Action item: Set out exactly, line by line, the stretch of data below that begins at the line containing "impl From<SdkError<DetectCustomLabelsError, HttpResponse>>" and ends at the line containing "let service_err = context.err();", with both ends kept.

Raw data:
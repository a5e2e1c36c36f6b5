use crate::aws::is_retryable_response;
use crate::config::AwsConfig;
use crate::label::{BoundingBox, DetectedLabel, ImageRef};
use crate::retry::Transient;
use async_trait::async_trait;
use aws_config::SdkConfig;
use aws_sdk_rekognition::{
    config::http::HttpResponse,
    error::{DisplayErrorContext, ProvideErrorMetadata, SdkError},
    operation::detect_custom_labels::DetectCustomLabelsError,
    types::{CustomLabel, Image, S3Object},
    Client,
};
use std::time::Duration;
use thiserror::Error;
use tokio::time::timeout;
use tracing::instrument;

#[derive(Error, Debug)]
pub enum DetectionError {
    #[error("Unable to detect custom labels: {message}")]
    RequestFailed { message: String, transient: bool },
    #[error("Unable to detect custom labels: no response after {0:?}")]
    Timeout(Duration),
}

impl Transient for DetectionError {
    fn is_transient(&self) -> bool {
        match self {
            DetectionError::RequestFailed { transient, .. } => *transient,
            DetectionError::Timeout(_) => true,
        }
    }
}

impl From<SdkError<DetectCustomLabelsError, HttpResponse>> for DetectionError {
    fn from(err: SdkError<DetectCustomLabelsError, HttpResponse>) -> Self {
        let transient = match &err {
            SdkError::TimeoutError(_) | SdkError::DispatchFailure(_) | SdkError::ResponseError(_) => {
                true
            }
            SdkError::ServiceError(context) => {
                let service_err = context.err();
                service_err.is_throttling_exception()
                    || service_err.is_internal_server_error()
                    || service_err.is_provisioned_throughput_exceeded_exception()
                    || is_retryable_response(service_err.code(), context.raw().status().as_u16())
            }
            _ => false,
        };
        DetectionError::RequestFailed {
            message: DisplayErrorContext(&err).to_string(),
            transient,
        }
    }
}

#[async_trait]
pub trait LabelDetector: Send + Sync {
    /// Returns labels in the order the service produced them. The confidence
    /// floor is enforced by the service, not filtered here.
    async fn detect(
        &self,
        image: &ImageRef,
        model_arn: &str,
        min_confidence: f32,
    ) -> Result<Vec<DetectedLabel>, DetectionError>;
}

#[derive(Clone, Debug)]
pub struct RekognitionDetector {
    client: Client,
    request_timeout: Duration,
}

impl RekognitionDetector {
    pub fn new(sdk_config: &SdkConfig, aws_config: &AwsConfig) -> Self {
        Self {
            client: Client::new(sdk_config),
            request_timeout: aws_config.get_timeout(),
        }
    }
}

#[async_trait]
impl LabelDetector for RekognitionDetector {
    #[instrument(skip(self))]
    async fn detect(
        &self,
        image: &ImageRef,
        model_arn: &str,
        min_confidence: f32,
    ) -> Result<Vec<DetectedLabel>, DetectionError> {
        let s3_object = S3Object::builder()
            .bucket(&image.bucket)
            .name(&image.key)
            .build();

        let request = self
            .client
            .detect_custom_labels()
            .image(Image::builder().s3_object(s3_object).build())
            .project_version_arn(model_arn)
            .min_confidence(min_confidence)
            .send();

        let response = timeout(self.request_timeout, request)
            .await
            .map_err(|_| DetectionError::Timeout(self.request_timeout))??;

        Ok(response.custom_labels().iter().map(to_detected_label).collect())
    }
}

fn to_detected_label(label: &CustomLabel) -> DetectedLabel {
    let bounding_box = label
        .geometry()
        .and_then(|geometry| geometry.bounding_box())
        .map(|bbox| BoundingBox {
            left: bbox.left().unwrap_or_default(),
            top: bbox.top().unwrap_or_default(),
            width: bbox.width().unwrap_or_default(),
            height: bbox.height().unwrap_or_default(),
        });

    DetectedLabel {
        name: label.name().unwrap_or_default().to_string(),
        confidence: label.confidence().unwrap_or_default(),
        bounding_box,
    }
}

Output for this task:
impl From<SdkError<DetectCustomLabelsError, HttpResponse>> for DetectionError {
    fn from(err: SdkError<DetectCustomLabelsError, HttpResponse>) -> Self {
        let transient = match &err {
            SdkError::TimeoutError(_) | SdkError::DispatchFailure(_) | SdkError::ResponseError(_) => {
                true
            }
            SdkError::ServiceError(context) => {
                let service_err = context.err();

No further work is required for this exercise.